Which is how "The Bachelor" can exist.
That's why we apparently prefer men in nice cars. Women preferred a man photographed in a Bentley to the same man photographed in a battered Ford Fiesta. Men, on the other hand, didn't give a shit what car a woman was driving because they were staring at her chassis if you know what I mean.
These were the only two cars they tested, apparently, which leaves open the question of whether the woman was judging him on wealth or taste. I would be dismayed by a date showing up in a beat-up Euro-car in the same way that I would be dismayed by him showing up in golf pants. I don't care how much they cost. And if she's considering dating him, she's probably imagining getting in the car, which again, is a more disappointing prospect when it seems likely to be full of cheeseburger wrappers than if it appears to have been cleaned by a manservant.
I don't care how much that car cost, I wouldn't get in.
It's not necessarily a wealth question, it's like a woman being given a choice between going to a guy's basement and watching him play Xbox or going for a walk in the park. It's free either way, one is just really lame. They should have compared a minivan to a Civic Si to see how much lameness came into it if the cost was equal.
Chicks always want to get all up in my hot ride but unfortunately I am not gay.

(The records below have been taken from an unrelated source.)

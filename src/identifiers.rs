//! Type-safe identifiers.
//!
//! Newtype wrappers keep connection IDs and video sink handles from being
//! mixed with plain strings.

// ============================================================================
// Imports
// ============================================================================

use std::fmt;

use uuid::Uuid;

// ============================================================================
// ConnectionId
// ============================================================================

/// Identifies one physical connection (one `ConnectionHandle`).
///
/// A fresh ID is generated on every successful connect, so log lines from
/// a torn-down connection are distinguishable from its successor.
#[derive(Debug, Clone, Copy, PartialEq, Eq, Hash)]
pub struct ConnectionId(Uuid);

impl ConnectionId {
    /// Generates a new random connection ID.
    #[inline]
    #[must_use]
    pub fn generate() -> Self {
        Self(Uuid::new_v4())
    }

    /// Returns the underlying UUID.
    #[inline]
    #[must_use]
    pub const fn as_uuid(&self) -> &Uuid {
        &self.0
    }
}

impl fmt::Display for ConnectionId {
    fn fmt(&self, f: &mut fmt::Formatter<'_>) -> fmt::Result {
        write!(f, "{}", self.0)
    }
}

// ============================================================================
// VideoSink
// ============================================================================

/// Opaque handle of the render target a video capture previews into.
///
/// The crate never interprets it; it is passed back to the
/// [`VideoCapture`](crate::media::VideoCapture) collaborator on start/stop.
#[derive(Debug, Clone, PartialEq, Eq, Hash)]
pub struct VideoSink(String);

impl VideoSink {
    /// Creates a sink handle.
    #[inline]
    #[must_use]
    pub fn new(id: impl Into<String>) -> Self {
        Self(id.into())
    }

    /// Returns the handle as a string slice.
    #[inline]
    #[must_use]
    pub fn as_str(&self) -> &str {
        &self.0
    }
}

impl fmt::Display for VideoSink {
    fn fmt(&self, f: &mut fmt::Formatter<'_>) -> fmt::Result {
        f.write_str(&self.0)
    }
}

// ============================================================================
// Tests
// ============================================================================

#[cfg(test)]
mod tests {
    use super::*;

    #[test]
    fn test_connection_ids_are_unique() {
        assert_ne!(ConnectionId::generate(), ConnectionId::generate());
    }

    #[test]
    fn test_video_sink_display() {
        let sink = VideoSink::new("preview-0");
        assert_eq!(sink.to_string(), "preview-0");
        assert_eq!(sink.as_str(), "preview-0");
    }
}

Questionable experimental practices aside, another study shows that women tend to have more orgasms with wealthy men. Note that most of the data for that comes from China, though, where "wealthy" often doesn't mean "able to buy nice cars" but "able to buy A car."
Like the "Chery QQ."
Part of the effect probably comes from the fact you can enjoy sex more when you're not worried about your family starving, but put together with studies done in Germany and the U.S., there seems to be a definite trend showing money is sexy to many women.
I assume the curve flattens out eventually, and women aren't rushing to leave men worth $40 billion to hook up with a guy worth $50 billion. I mean, how many orgasms can one person handle?

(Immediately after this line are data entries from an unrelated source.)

//! In-memory collaborators for tests.
//!
//! Doubles for every external interface of the crate: a connector whose
//! sockets are futures channels, capture devices backed by in-memory buffers,
//! and a playback device with a settable clock.

#![cfg(test)]

use std::collections::VecDeque;
use std::sync::Arc;
use std::sync::atomic::{AtomicBool, AtomicUsize, Ordering};

use async_trait::async_trait;
use futures::channel::mpsc::{UnboundedReceiver, UnboundedSender, unbounded};
use futures::{SinkExt, StreamExt};
use parking_lot::Mutex;
use serde_json::Value;

use crate::error::{Error, Result};
use crate::identifiers::VideoSink;
use crate::media::{AudioCapture, PcmBuffer, VideoCapture};
use crate::playback::{AudioFormat, PlaybackDevice, PlaybackDeviceFactory, SampleBuffer};
use crate::transport::{Connector, SocketParts, WireMessage};

/// Lets every spawned task run until it blocks again.
///
/// Does not advance a paused clock.
pub(crate) async fn settle() {
    for _ in 0..32 {
        tokio::task::yield_now().await;
    }
}

// ============================================================================
// MockConnector
// ============================================================================

/// Decrements the live socket count when the client drops its stream half.
struct LiveGuard(Arc<AtomicUsize>);

impl Drop for LiveGuard {
    fn drop(&mut self) {
        self.0.fetch_sub(1, Ordering::SeqCst);
    }
}

#[derive(Default)]
struct ConnectorState {
    opened: Vec<String>,
    servers: VecDeque<MockServer>,
    fail_next: Option<String>,
}

/// Connector producing in-memory sockets.
#[derive(Default)]
pub(crate) struct MockConnector {
    state: Mutex<ConnectorState>,
    live: Arc<AtomicUsize>,
}

impl MockConnector {
    pub(crate) fn new() -> Arc<Self> {
        Arc::new(Self::default())
    }

    /// Makes the next `open` fail with a connection error.
    pub(crate) fn fail_next(&self, message: &str) {
        self.state.lock().fail_next = Some(message.to_owned());
    }

    /// URLs opened so far, in order.
    pub(crate) fn opened(&self) -> Vec<String> {
        self.state.lock().opened.clone()
    }

    /// Sockets whose client half is still held.
    pub(crate) fn live(&self) -> usize {
        self.live.load(Ordering::SeqCst)
    }

    /// Server end of the oldest socket not yet taken.
    pub(crate) fn take_server(&self) -> MockServer {
        self.state
            .lock()
            .servers
            .pop_front()
            .expect("no socket was opened")
    }
}

#[async_trait]
impl Connector for MockConnector {
    async fn open(&self, url: &str) -> Result<SocketParts> {
        let mut state = self.state.lock();
        if let Some(message) = state.fail_next.take() {
            return Err(Error::connection(message));
        }

        let (outbound_tx, outbound_rx) = unbounded::<WireMessage>();
        let (inbound_tx, inbound_rx) = unbounded::<Result<WireMessage>>();

        self.live.fetch_add(1, Ordering::SeqCst);
        let guard = LiveGuard(Arc::clone(&self.live));

        state.opened.push(url.to_owned());
        state.servers.push_back(MockServer {
            url: url.to_owned(),
            outbound: outbound_rx,
            inbound: Some(inbound_tx),
        });

        let sink = outbound_tx.sink_map_err(|e| Error::connection(e.to_string()));
        let stream = inbound_rx.map(move |message| {
            let _held = &guard;
            message
        });

        Ok(SocketParts {
            sink: Box::pin(sink),
            stream: Box::pin(stream),
        })
    }
}

/// The remote end of a mock socket.
pub(crate) struct MockServer {
    pub(crate) url: String,
    outbound: UnboundedReceiver<WireMessage>,
    inbound: Option<UnboundedSender<Result<WireMessage>>>,
}

impl MockServer {
    /// Delivers a message to the client.
    pub(crate) fn push(&self, message: WireMessage) {
        if let Some(inbound) = &self.inbound {
            let _ = inbound.unbounded_send(Ok(message));
        }
    }

    /// Delivers a text message to the client.
    pub(crate) fn push_text(&self, text: &str) {
        self.push(WireMessage::Text(text.to_owned()));
    }

    /// Ends the inbound stream without a close frame.
    pub(crate) fn hang_up(&mut self) {
        self.inbound = None;
    }

    /// Next message written by the client, `None` once it closed.
    pub(crate) async fn next_outbound(&mut self) -> Option<WireMessage> {
        self.outbound.next().await
    }

    /// Next client message parsed as JSON.
    pub(crate) async fn next_json(&mut self) -> Value {
        match self.next_outbound().await {
            Some(WireMessage::Text(text)) => serde_json::from_str(&text).expect("valid JSON frame"),
            other => panic!("expected text frame, got {other:?}"),
        }
    }

    /// Every client message already written, parsed as JSON.
    pub(crate) fn drain_json(&mut self) -> Vec<Value> {
        let mut frames = Vec::new();
        while let Ok(Some(message)) = self.outbound.try_next() {
            if let WireMessage::Text(text) = message {
                frames.push(serde_json::from_str(&text).expect("valid JSON frame"));
            }
        }
        frames
    }
}

// ============================================================================
// MockAudioCapture
// ============================================================================

/// Microphone double with a directly writable buffer.
#[derive(Default)]
pub(crate) struct MockAudioCapture {
    buffer: PcmBuffer,
    recording: AtomicBool,
    fail_start: AtomicBool,
    starts: AtomicUsize,
    stops: AtomicUsize,
}

impl MockAudioCapture {
    pub(crate) fn new() -> Arc<Self> {
        Arc::new(Self::default())
    }

    /// Simulates captured PCM arriving.
    pub(crate) fn push(&self, bytes: &[u8]) {
        self.buffer.append(bytes);
    }

    pub(crate) fn buffered(&self) -> usize {
        self.buffer.len()
    }

    pub(crate) fn set_fail_start(&self, fail: bool) {
        self.fail_start.store(fail, Ordering::SeqCst);
    }

    pub(crate) fn is_recording(&self) -> bool {
        self.recording.load(Ordering::SeqCst)
    }

    pub(crate) fn starts(&self) -> usize {
        self.starts.load(Ordering::SeqCst)
    }

    pub(crate) fn stops(&self) -> usize {
        self.stops.load(Ordering::SeqCst)
    }
}

#[async_trait]
impl AudioCapture for MockAudioCapture {
    async fn start_recording(&self) -> Result<()> {
        if self.fail_start.load(Ordering::SeqCst) {
            return Err(Error::audio_capture("microphone unavailable"));
        }
        self.starts.fetch_add(1, Ordering::SeqCst);
        self.recording.store(true, Ordering::SeqCst);
        Ok(())
    }

    fn stop_recording(&self) {
        self.stops.fetch_add(1, Ordering::SeqCst);
        self.recording.store(false, Ordering::SeqCst);
    }

    fn combined_buffer(&self) -> Option<Vec<u8>> {
        self.buffer.snapshot()
    }

    fn clear_buffer(&self) {
        self.buffer.clear();
    }

    fn take_buffer(&self) -> Option<Vec<u8>> {
        self.buffer.take()
    }
}

// ============================================================================
// MockVideoCapture
// ============================================================================

/// Camera double returning a fixed frame.
#[derive(Default)]
pub(crate) struct MockVideoCapture {
    frame: Mutex<Option<Vec<u8>>>,
    recording: AtomicBool,
    fail_start: AtomicBool,
    fail_capture: AtomicBool,
    stops: AtomicUsize,
}

impl MockVideoCapture {
    pub(crate) fn new() -> Arc<Self> {
        Arc::new(Self::default())
    }

    pub(crate) fn set_frame(&self, frame: Option<Vec<u8>>) {
        *self.frame.lock() = frame;
    }

    pub(crate) fn set_fail_start(&self, fail: bool) {
        self.fail_start.store(fail, Ordering::SeqCst);
    }

    pub(crate) fn set_fail_capture(&self, fail: bool) {
        self.fail_capture.store(fail, Ordering::SeqCst);
    }

    pub(crate) fn is_recording(&self) -> bool {
        self.recording.load(Ordering::SeqCst)
    }

    pub(crate) fn stops(&self) -> usize {
        self.stops.load(Ordering::SeqCst)
    }
}

#[async_trait]
impl VideoCapture for MockVideoCapture {
    async fn start_recording(&self, _sink: &VideoSink) -> Result<()> {
        if self.fail_start.load(Ordering::SeqCst) {
            return Err(Error::video_capture("camera unavailable"));
        }
        self.recording.store(true, Ordering::SeqCst);
        Ok(())
    }

    fn stop_recording(&self, _sink: &VideoSink) {
        self.stops.fetch_add(1, Ordering::SeqCst);
        self.recording.store(false, Ordering::SeqCst);
    }

    async fn captured_frame(&self) -> Result<Option<Vec<u8>>> {
        if self.fail_capture.load(Ordering::SeqCst) {
            return Err(Error::video_capture("frame grab failed"));
        }
        Ok(self.frame.lock().clone())
    }
}

// ============================================================================
// MockPlaybackFactory
// ============================================================================

#[derive(Default)]
struct PlaybackLog {
    clock: f64,
    created: usize,
    closed: usize,
    starts: Vec<f64>,
}

/// Playback factory whose devices share one settable clock and one log.
#[derive(Default)]
pub(crate) struct MockPlaybackFactory {
    log: Arc<Mutex<PlaybackLog>>,
}

impl MockPlaybackFactory {
    pub(crate) fn new() -> Arc<Self> {
        Arc::new(Self::default())
    }

    pub(crate) fn set_clock(&self, now: f64) {
        self.log.lock().clock = now;
    }

    pub(crate) fn created(&self) -> usize {
        self.log.lock().created
    }

    pub(crate) fn closed(&self) -> usize {
        self.log.lock().closed
    }

    /// Start times of every buffer scheduled on any device.
    pub(crate) fn scheduled_starts(&self) -> Vec<f64> {
        self.log.lock().starts.clone()
    }
}

impl PlaybackDeviceFactory for MockPlaybackFactory {
    fn create(&self, _format: AudioFormat) -> Result<Box<dyn PlaybackDevice>> {
        self.log.lock().created += 1;
        Ok(Box::new(MockPlaybackDevice {
            log: Arc::clone(&self.log),
        }))
    }
}

struct MockPlaybackDevice {
    log: Arc<Mutex<PlaybackLog>>,
}

impl PlaybackDevice for MockPlaybackDevice {
    fn current_time(&self) -> f64 {
        self.log.lock().clock
    }

    fn schedule(&mut self, _buffer: &SampleBuffer, start_time: f64) -> Result<()> {
        self.log.lock().starts.push(start_time);
        Ok(())
    }

    fn close(&mut self) {
        self.log.lock().closed += 1;
    }
}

#1. Penis Size (but Not Length)
Penis length is a much, much bigger deal to men than it is to women. The idea that women will do anything to get their hands (or other parts) on a long penis is a myth most likely perpetuated by the big penis industry. They just want you to come back to the penis store year after year and buy longer penises. (They never really explained this clearly in health class, I assume that's where you get them.)
Where something is going is at least as important as how big it is.

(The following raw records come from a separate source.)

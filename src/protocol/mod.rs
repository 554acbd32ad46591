//! Live protocol message types.
//!
//! This module defines the JSON messages exchanged with the agent
//! runtime's `/run_live` endpoint.
//!
//! # Protocol Overview
//!
//! | Message | Direction | Purpose |
//! |---------|-----------|---------|
//! | `OutboundFrame::Content` | Local → Remote | Text turn |
//! | `OutboundFrame::Blob` | Local → Remote | Realtime audio/video |
//! | `LiveEvent` | Remote → Local | Agent output, including audio |
//!
//! # Modules
//!
//! | Module | Description |
//! |--------|-------------|
//! | `encoding` | base64url canonicalization |
//! | `event` | Inbound event types |
//! | `frame` | Outbound frame and content types |

// ============================================================================
// Submodules
// ============================================================================

/// Binary field encoding.
pub mod encoding;

/// Inbound event types.
pub mod event;

/// Outbound frame types.
pub mod frame;

// ============================================================================
// Re-exports
// ============================================================================

pub use encoding::{decode_standard, normalize_binary_fields, normalize_payload, url_safe_to_standard};
pub use event::{EncodedAudio, LiveEvent};
pub use frame::{
    AUDIO_PCM_MIME, AgentRunRequest, Blob, Content, IMAGE_JPEG_MIME, OutboundFrame, Part,
};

Many women do care about penis girth however. Which just seems logical. I mean, unless the lady is very weirdly shaped, extra penis inches longer than the average just kind of goes to waste. Whereas, uh... expansion... within the effective area... would have an impact. So to speak.
But whatever your configuration, your lady is probably fine with it. 85% of ladies are fine with their man's penis size whereas only 55% of their men are happy with it. Which makes it about the reverse situation from a lady complaining about how fat she is and the man constantly having to tell her she looks fine.
And then she doesn't believe you, just like you don't believe her about the penis.
Where do guys get the idea that length is the key, though? According to that article, the boys' locker room (63%) or porn (37%). If you're trying to get a longer penis, you're not trying to please shallow women. You're trying to please shallow men. Think about that.
"Wow, did you see Justin's? You really must."
So yeah, while your average shallow frat boy is ogling boobs and butts, your average shallow strumpet is eyeing guys that wear red, flash some green, work out, and, uh, have wide penises. Don't take notes. Neither group is worth catering to. Don't get me wrong -- we probably all care about that stuff to some degree, but for most of us, it's lower down on our lists.
Normal people care about more important things. Like whether they can cook.